A nice Exalead application which considers the web as a graph : Constellations
Well, will be very interesting to see this unfold. Do I read you correctly that Pregel is more geared towards OLAP than runtime transactional storage?
For those of you who can't wait, there's always the Neo4j open source / commercial graph database, which is available right now:
http://neo4j.org
(Disclaimer: I'm involved.)
-EE
I'm curious, Googlers, are you planing on releasing this to the world as either open source software, or a subscription service? Also, how about showing us that PageRank (or any other) example?
Can it do anything interesting with RDF graphs? either as a naive "object x has property p with value y" structure, or including information about which document/datasource claims that x-property-y triple?
I'd be very interesting in trying out this software, is it going to be opened up to the "outside" for use?
I believe that the path with the most resting places would be a very long path.
It sounds like Pregel seems a computing framework based on dynamic programming techniques for the graph operations. BTW, Does it have own structure, not uses BigTable?
I have been working with Dryad(and DryadLINQ) which is also a distributed graph processing engine from Microsoft for sometimes.
I would really like to see a code sample showing the programming model of Pregel.
How do the edges (communication channels) are implemented? Files, TCP pipes?
Thank you for Info.
Where can i get some good info on Pregel?
Wow this is the first real evidence I have seen of Google being EVIL.
If you have a look at www.feedbackloop.com.au
You will see it is basically the exact same idea.
It was launched in February and submitted to the Firefox plugin area.
Went straight into experimental. Was not fully approved. (Common for new Firefox extensions)
Looking back now, the Firefox plugin has now been removed from the extensions database, and Google comes out with exactly the same idea, and it goes straight into Release, and is promoted as a recommended Plugin.
Sounds terribly evil to me.
James
Hopefully, Google can provide the information from these graphs in a form understandable to ordinary people. The data can be quite helpful for those following the web. However, they aren't going to use it if they can't understand a single bit of it.

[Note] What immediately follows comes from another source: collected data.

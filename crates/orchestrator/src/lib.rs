//! Attended (warm) transfer orchestration for the voice agent.
//!
//! This crate provides the [`TransferOrchestrator`], which moves a caller to
//! a human agent without dropping them: the caller hears hold music while
//! the agent leg rings, and the agent decides with a keypress.
//!
//! # Flow
//!
//! ```text
//! attended_transfer tool call
//!          ↓
//! ┌─────────────────────────────────────────────────────────────┐
//! │                  TRANSFER ORCHESTRATOR                      │
//! │                                                             │
//! │  1. Check preconditions, resolve dial endpoint              │
//! │         ↓                                                   │
//! │  2. Claim the session (CAS), pause audio capture            │
//! │         ↓                                                   │
//! │  3. Start hold music on the caller                          │
//! │         ↓                                                   │
//! │  4. Originate the agent leg                                 │
//! │         ↓                                                   │
//! │  5. Register DTMF route, schedule timeout guard             │
//! │         ↓                                                   │
//! │  6. Return "Please hold..."                                 │
//! └─────────────────────────────────────────────────────────────┘
//!          ↓ (later, first trigger wins)
//!   DTMF 1 → bridge  │  DTMF 2 / hangup → release  │  timeout → release
//! ```
//!
//! # Example
//!
//! ```rust,ignore
//! use std::sync::Arc;
//! use orchestrator::{InMemoryDtmfRouter, TokioTimeoutScheduler, TransferOrchestrator};
//! use tokio::sync::mpsc;
//!
//! let (events_tx, events_rx) = mpsc::unbounded_channel();
//! let orchestrator = Arc::new(
//!     TransferOrchestrator::new(config, gateway, sessions)
//!         .with_dtmf_router(Arc::new(InMemoryDtmfRouter::new()))
//!         .with_timeout_scheduler(Arc::new(TokioTimeoutScheduler::new(events_tx.clone()))),
//! );
//! tokio::spawn(orchestrator.clone().run(events_rx));
//!
//! let output = orchestrator.request_transfer("support_agent", "call-1").await;
//! println!("{}", output.to_json());
//! ```

mod dtmf;
mod error;
mod events;
mod timeout;
mod tool;
mod transfer;

use std::sync::Arc;

use agent_tools::ToolRegistry;
use ari_client::CallControl;
use call_core::TelephonyConfig;

pub use dtmf::{DtmfRouter, InMemoryDtmfRouter};
pub use error::{TransferError, TriggerError};
pub use events::{TransferEvent, APP_ARGS_PREFIX};
pub use timeout::{TimeoutScheduler, TokioTimeoutScheduler};
pub use tool::AttendedTransfer;
pub use transfer::{TransferOrchestrator, ACCEPT_DIGIT, DECLINE_DIGIT};

// Re-export commonly used types from dependencies
pub use agent_tools::{CallContext, ToolArgs, ToolOutput, ToolStatus};
pub use call_core::{CallSession, InMemorySessionStore, SessionStore, TransferDecision};

/// Create a registry with every telephony tool, including `attended_transfer`.
pub fn transfer_registry(
    orchestrator: Arc<TransferOrchestrator>,
    gateway: Arc<dyn CallControl>,
    config: Arc<TelephonyConfig>,
) -> ToolRegistry {
    let mut registry = agent_tools::telephony_registry(gateway, config);
    registry.register(AttendedTransfer::new(orchestrator));
    registry
}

Just FYI, Apache Hama made the BSP package on Hadoop -- http://docs.google.com/present/view?id=dc8qtchr_1f44rjccd
How does Pregel avoid infinite looping?
There could be a bug or specific conditions in which a vertex never sets itself as "done".

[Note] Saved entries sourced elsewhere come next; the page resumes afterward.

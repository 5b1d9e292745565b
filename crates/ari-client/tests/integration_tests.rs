//! Integration tests for ari-client.
//!
//! The client tests run against a one-shot HTTP stub on localhost, so no
//! call-control platform is needed. Tests marked `#[ignore]` talk to a real
//! ARI endpoint configured through `ARI_URL`, `ARI_USERNAME`, `ARI_PASSWORD`:
//!   cargo test -p ari-client --test integration_tests -- --ignored

use ari_client::{AriClient, AriConfig, CallControl, Command, GatewayError, OriginateRequest};
use serde_json::Value;
use tokio::io::{AsyncReadExt, AsyncWriteExt};
use tokio::net::TcpListener;
use tokio::task::JoinHandle;

/// Serve a single HTTP response and hand back the raw request text.
async fn serve_once(status: &'static str, body: &'static str) -> (String, JoinHandle<String>) {
    let listener = TcpListener::bind("127.0.0.1:0").await.unwrap();
    let addr = listener.local_addr().unwrap();

    let handle = tokio::spawn(async move {
        let (mut socket, _) = listener.accept().await.unwrap();
        let mut buf = Vec::new();
        let mut chunk = [0u8; 1024];
        loop {
            let n = socket.read(&mut chunk).await.unwrap();
            if n == 0 {
                break;
            }
            buf.extend_from_slice(&chunk[..n]);
            if request_complete(&buf) {
                break;
            }
        }

        let response = format!(
            "HTTP/1.1 {}\r\ncontent-type: application/json\r\ncontent-length: {}\r\nconnection: close\r\n\r\n{}",
            status,
            body.len(),
            body
        );
        socket.write_all(response.as_bytes()).await.unwrap();
        let _ = socket.shutdown().await;
        String::from_utf8_lossy(&buf).to_string()
    });

    (format!("http://{}/ari", addr), handle)
}

fn request_complete(buf: &[u8]) -> bool {
    let text = String::from_utf8_lossy(buf);
    let Some(header_end) = text.find("\r\n\r\n") else {
        return false;
    };
    let content_length = text[..header_end]
        .lines()
        .find_map(|line| {
            let (name, value) = line.split_once(':')?;
            if name.trim().eq_ignore_ascii_case("content-length") {
                value.trim().parse::<usize>().ok()
            } else {
                None
            }
        })
        .unwrap_or(0);
    buf.len() >= header_end + 4 + content_length
}

fn request_line(raw: &str) -> &str {
    raw.lines().next().unwrap_or_default()
}

// ============================================================================
// Config tests
// ============================================================================

mod config_tests {
    use super::*;
    use std::time::Duration;

    #[test]
    fn test_config_default() {
        let config = AriConfig::default();
        assert_eq!(config.base_url, "http://127.0.0.1:8088/ari");
        assert!(config.username.is_none());
        assert_eq!(config.request_timeout, Duration::from_secs(10));
    }

    #[test]
    fn test_config_trims_trailing_slash() {
        let config = AriConfig::new("http://pbx:8088/ari/");
        assert_eq!(config.resource_url("channels"), "http://pbx:8088/ari/channels");
        assert_eq!(config.resource_url("/channels/1"), "http://pbx:8088/ari/channels/1");
        assert_eq!(config.check_url(), "http://pbx:8088/ari/asterisk/info");
    }

    #[test]
    fn test_config_with_credentials() {
        let config = AriConfig::with_credentials("http://pbx:8088/ari", "ari", "secret");
        assert_eq!(config.username.as_deref(), Some("ari"));
        assert_eq!(config.password.as_deref(), Some("secret"));
    }
}

// ============================================================================
// Client tests (local stub server)
// ============================================================================

mod client_tests {
    use super::*;

    #[tokio::test]
    async fn test_device_state_request_path() {
        let (url, server) = serve_once("200 OK", r#"{"name":"PJSIP/2765","state":"INUSE"}"#).await;
        let client = AriClient::new(AriConfig::new(url)).unwrap();

        let state = client.device_state("PJSIP/2765").await.unwrap();
        assert_eq!(state.state, "INUSE");

        let raw = server.await.unwrap();
        assert_eq!(
            request_line(&raw),
            "GET /ari/deviceStates/PJSIP%2F2765 HTTP/1.1"
        );
    }

    #[tokio::test]
    async fn test_empty_body_is_null() {
        let (url, server) = serve_once("204 No Content", "").await;
        let client = AriClient::new(AriConfig::with_credentials(url, "ari", "secret")).unwrap();

        let response = client
            .send_command(Command::start_moh("caller-1", "default"))
            .await
            .unwrap();
        assert_eq!(response, Value::Null);

        let raw = server.await.unwrap();
        assert_eq!(
            request_line(&raw),
            "POST /ari/channels/caller-1/moh?mohClass=default HTTP/1.1"
        );
        assert!(raw
            .to_ascii_lowercase()
            .contains("authorization: basic yxjponnly3jlda=="));
    }

    #[tokio::test]
    async fn test_originate_sends_body() {
        let (url, server) = serve_once("200 OK", r#"{"id":"agent-42"}"#).await;
        let client = AriClient::new(AriConfig::new(url)).unwrap();

        let request = OriginateRequest::new("PJSIP/2765", "voice-agent")
            .app_args(["attended-transfer", "call-1", "support_agent"]);
        let id = client.originate(&request).await.unwrap();
        assert_eq!(id, "agent-42");

        let raw = server.await.unwrap();
        assert!(request_line(&raw).starts_with("POST /ari/channels?app=voice-agent&appArgs="));
        assert!(raw.contains(r#""endpoint":"PJSIP/2765""#));
    }

    #[tokio::test]
    async fn test_error_status() {
        let (url, server) = serve_once("404 Not Found", r#"{"message":"Channel not found"}"#).await;
        let client = AriClient::new(AriConfig::new(url)).unwrap();

        let result = client.hangup("missing").await;
        match result {
            Err(GatewayError::Status {
                status, resource, ..
            }) => {
                assert_eq!(status, 404);
                assert_eq!(resource, "channels/missing");
            }
            other => panic!("Unexpected result: {:?}", other),
        }
        server.await.unwrap();
    }

    #[tokio::test]
    async fn test_connect_failure() {
        let config = AriConfig::new("http://127.0.0.1:59999/ari");
        let result = AriClient::connect(config).await;
        assert!(result.is_err());
        match result.unwrap_err() {
            GatewayError::Http(_) => {} // Expected
            e => panic!("Unexpected error type: {:?}", e),
        }
    }
}

// ============================================================================
// Live tests (require a reachable ARI endpoint)
// ============================================================================

mod live_tests {
    use super::*;

    #[tokio::test]
    #[ignore = "requires running ARI endpoint"]
    async fn test_connect_live() {
        let config = AriConfig::from_env().unwrap();
        let client = AriClient::connect(config).await;
        assert!(client.is_ok(), "Failed to connect: {:?}", client.err());
        assert!(client.unwrap().is_connected());
    }
}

From the initial paper, it sounds like a simple specialization of MapReduce, although I'm curious about optimization which are hinted in there.

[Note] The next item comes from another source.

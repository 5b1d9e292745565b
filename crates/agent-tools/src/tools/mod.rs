//! Built-in tool implementations.

mod check_extension_status;

pub use check_extension_status::{CheckExtensionStatus, DeviceStateResult};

Will the actual Pregel API be disclosed in a whitepaper?
Also, I'm wondering whether it was actually implemented on MapReduce or some other infrastructure.
I'd be very interested in more details about Pragel. LIke others I'm interested in details regarding the future of Pragel as well as some examples of the API it exposes.
I'm quite interested in this topic. Can you post the ACM paper on this topic?
Chris
take a look to http://incubator.apache.org/hama/
a distributed scientific package on Hadoop for massive matrix and graph data based on Bulk Synchronous Parallel Model.
Thanks redbochs!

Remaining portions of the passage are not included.